L'individualismo proprietario e la famiglia che ricombinava il tutto non bastano più. Occorre un nuovo dna ricombinante, un re-made in Italy di speranza che ci permetta di uscirne essendo ancora il secondo Paese manifatturiero di Europa. Speranza e futuro totalmente assenti nell'antropologia del "No future" dei giovani. Da una parte abbiamo 2 milioni di neet che non studiano e non lavorano, immobili nel rancore dei senza speranza. Dall'altra 40mila giovani con buona specializzazione che nell'ultimo anno sono andati a lavorare in Germania o nel mondo. Tra queste due polarità, quelli muti nel rancore e quelli che hanno "votato con i piedi" andandosene, quelli che sono rimasti fanno i conti con i numeri aspri della disoccupazione giovanile che punta verso la percentuale non socialmente compatibile del 40 per cento.
La "follia visionaria" è quindi più che mai necessaria per dare speranza a una società stanca e rinserrata.
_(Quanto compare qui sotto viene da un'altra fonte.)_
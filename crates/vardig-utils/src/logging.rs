//! # Logging Utilities
//!
//! Subscriber setup for hosts embedding the Vardig value layer.
//!
//! `vardig-core` only emits `tracing` events; it never installs a subscriber.
//! A host (debugger front end, test harness, dump inspector) calls one of the
//! functions here once at startup.
//!
//! ## Quick Start
//!
//! ```rust,no_run
//! use vardig_utils::init_logging;
//!
//! // Reads RUST_LOG, VARDIG_LOG_FORMAT and VARDIG_LOG_FILE
//! let _guard = init_logging().expect("Failed to initialize logging");
//!
//! tracing::info!("host started");
//! ```
//!
//! ## Environment Variables
//!
//! - `RUST_LOG`: level filter (e.g. `RUST_LOG=debug`, `RUST_LOG=vardig_core=trace`)
//! - `VARDIG_LOG_FORMAT`: output format (`json` or `pretty`, default: `pretty`)
//! - `VARDIG_LOG_FILE`: optional path of a daily-rolling log file, written in
//!   addition to the console
//!
//! ## Guards
//!
//! File output goes through a non-blocking writer. The returned
//! [`LoggingGuard`] flushes it when dropped; keep it alive for as long as the
//! host runs.

use std::path::{Path, PathBuf};
use std::str::FromStr;
use std::{env, io};

use tracing::Level;
use tracing_appender::non_blocking::WorkerGuard;
use tracing_subscriber::fmt::time::ChronoUtc;
use tracing_subscriber::fmt::{self};
use tracing_subscriber::layer::SubscriberExt;
use tracing_subscriber::util::SubscriberInitExt;
use tracing_subscriber::{EnvFilter, Layer, Registry};

/// Environment variable selecting the output format.
pub const LOG_FORMAT_ENV: &str = "VARDIG_LOG_FORMAT";

/// Environment variable naming an optional log file.
pub const LOG_FILE_ENV: &str = "VARDIG_LOG_FILE";

type BoxedLayer = Box<dyn Layer<Registry> + Send + Sync>;

/// Log output format
#[derive(Debug, Clone, Copy, PartialEq, Eq, Default)]
pub enum LogFormat
{
    /// Pretty-printed, human-readable format
    #[default]
    Pretty,
    /// JSON format, one object per event
    Json,
}

impl FromStr for LogFormat
{
    type Err = LoggingError;

    fn from_str(s: &str) -> Result<Self, Self::Err>
    {
        match s.to_lowercase().as_str() {
            "pretty" | "dev" | "development" => Ok(LogFormat::Pretty),
            "json" | "prod" | "production" => Ok(LogFormat::Json),
            _ => Err(LoggingError::InvalidFormat(s.to_string())),
        }
    }
}

/// Log level
#[derive(Debug, Clone, Copy, PartialEq, Eq)]
pub enum LogLevel
{
    /// Error level
    Error,
    /// Warning level
    Warn,
    /// Info level (default)
    Info,
    /// Debug level
    Debug,
    /// Trace level, includes every loader dispatch
    Trace,
}

impl From<LogLevel> for Level
{
    fn from(level: LogLevel) -> Self
    {
        match level {
            LogLevel::Error => Level::ERROR,
            LogLevel::Warn => Level::WARN,
            LogLevel::Info => Level::INFO,
            LogLevel::Debug => Level::DEBUG,
            LogLevel::Trace => Level::TRACE,
        }
    }
}

impl FromStr for LogLevel
{
    type Err = LoggingError;

    fn from_str(s: &str) -> Result<Self, Self::Err>
    {
        match s.to_lowercase().as_str() {
            "error" | "err" => Ok(LogLevel::Error),
            "warn" | "warning" => Ok(LogLevel::Warn),
            "info" => Ok(LogLevel::Info),
            "debug" | "dbg" => Ok(LogLevel::Debug),
            "trace" => Ok(LogLevel::Trace),
            _ => Err(LoggingError::InvalidLevel(s.to_string())),
        }
    }
}

/// Keeps the non-blocking file writer alive. Dropping it flushes pending
/// events.
#[derive(Debug, Default)]
#[must_use = "dropping the guard stops file logging"]
pub struct LoggingGuard
{
    file: Option<WorkerGuard>,
}

impl LoggingGuard
{
    /// `true` if events are also written to a file.
    pub fn has_file(&self) -> bool
    {
        self.file.is_some()
    }
}

/// Initialize logging from the environment
///
/// - `RUST_LOG`: level filter, `info` if unset
/// - `VARDIG_LOG_FORMAT`: `json` or `pretty` (default)
/// - `VARDIG_LOG_FILE`: optional log file
///
/// ## Errors
///
/// Returns an error if a subscriber is already installed, if
/// `VARDIG_LOG_FORMAT` holds an unknown format, or if the log file directory
/// cannot be created.
pub fn init_logging() -> Result<LoggingGuard, LoggingError>
{
    let format = match env::var(LOG_FORMAT_ENV) {
        Ok(s) => s.parse()?,
        Err(_) => LogFormat::default(),
    };
    let filter = EnvFilter::try_from_default_env().unwrap_or_else(|_| EnvFilter::new(Level::INFO.to_string()));
    let log_file = env::var(LOG_FILE_ENV).ok().map(PathBuf::from);
    install(format, filter, true, log_file.as_deref())
}

/// Initialize console logging with an explicit level and format
///
/// ```rust,no_run
/// use vardig_utils::{init_logging_with_level, LogFormat, LogLevel};
///
/// let _guard = init_logging_with_level(LogLevel::Debug, LogFormat::Pretty)
///     .expect("Failed to initialize logging");
/// ```
///
/// ## Errors
///
/// Returns an error if a subscriber is already installed.
pub fn init_logging_with_level(level: LogLevel, format: LogFormat) -> Result<LoggingGuard, LoggingError>
{
    install(format, EnvFilter::new(Level::from(level).to_string()), true, None)
}

/// Initialize file-only logging
///
/// Events go to a daily-rolling file next to `path` and nothing is written to
/// the console. `level` overrides `RUST_LOG` when given.
///
/// ## Errors
///
/// Returns an error if a subscriber is already installed or the directory of
/// `path` cannot be created.
pub fn init_logging_to_file(path: &Path, format: LogFormat, level: Option<LogLevel>) -> Result<LoggingGuard, LoggingError>
{
    let filter = match level {
        Some(level) => EnvFilter::new(Level::from(level).to_string()),
        None => EnvFilter::try_from_default_env().unwrap_or_else(|_| EnvFilter::new(Level::INFO.to_string())),
    };
    install(format, filter, false, Some(path))
}

fn console_layer(format: LogFormat) -> BoxedLayer
{
    let layer = fmt::layer()
        .with_target(true)
        .with_thread_ids(true)
        .with_file(true)
        .with_line_number(true)
        .with_timer(ChronoUtc::rfc_3339())
        .with_writer(io::stdout);
    match format {
        LogFormat::Pretty => layer.with_ansi(true).boxed(),
        LogFormat::Json => layer.json().with_current_span(true).with_span_list(true).boxed(),
    }
}

fn file_layer(format: LogFormat, path: &Path) -> Result<(BoxedLayer, WorkerGuard), LoggingError>
{
    let dir = match path.parent() {
        Some(dir) if !dir.as_os_str().is_empty() => dir.to_path_buf(),
        _ => PathBuf::from("."),
    };
    std::fs::create_dir_all(&dir)?;
    let file_name = path
        .file_name()
        .ok_or_else(|| LoggingError::InitializationFailed(format!("no file name in {}", path.display())))?;

    let appender = tracing_appender::rolling::daily(dir, file_name);
    let (writer, guard) = tracing_appender::non_blocking(appender);
    let layer = fmt::layer()
        .with_writer(writer)
        .with_target(true)
        .with_thread_ids(true)
        .with_file(true)
        .with_line_number(true)
        .with_timer(ChronoUtc::rfc_3339())
        .with_ansi(false);
    let layer = match format {
        LogFormat::Pretty => layer.boxed(),
        LogFormat::Json => layer.json().with_current_span(true).with_span_list(true).boxed(),
    };
    Ok((layer, guard))
}

fn install(format: LogFormat, filter: EnvFilter, console: bool, file: Option<&Path>) -> Result<LoggingGuard, LoggingError>
{
    let mut layers: Vec<BoxedLayer> = Vec::new();
    let mut guard = LoggingGuard::default();

    if console {
        layers.push(console_layer(format));
    }
    if let Some(path) = file {
        let (layer, worker) = file_layer(format, path)?;
        layers.push(layer);
        guard.file = Some(worker);
    }

    Registry::default()
        .with(layers)
        .with(filter)
        .try_init()
        .map_err(|e| LoggingError::InitializationFailed(e.to_string()))?;
    Ok(guard)
}

/// Logging initialization error
#[derive(Debug, thiserror::Error)]
pub enum LoggingError
{
    /// Invalid log format
    #[error("Unknown log format: {0}. Use 'pretty' or 'json'")]
    InvalidFormat(String),

    /// Invalid log level
    #[error("Unknown log level: {0}. Use 'error', 'warn', 'info', 'debug', or 'trace'")]
    InvalidLevel(String),

    /// A subscriber could not be installed
    #[error("Failed to initialize logging: {0}")]
    InitializationFailed(String),

    /// File logging error
    #[error("File logging error: {0}")]
    FileError(#[from] io::Error),
}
È difficile mettersi in mezzo tra il "decennio dell'io" raccontato da Tom Wolfe che ha generato la "decade maledetta" toccata ai giovani che si raccontano senza futuro in uno dei tanti blog in cui si autodefiniscono il quinto stato. È un passaggio stretto: o le piccole imprese iniziano a incorporare lavoro terziario e processi di innovazione assumendo giovani portatori di nuovi linguaggi, o non resterà loro che l'ennesima competizione al ribasso. E ai giovani con laurea e master non resterà che "votare con i piedi" cercando fortuna andandosene, quelli che ce la fanno.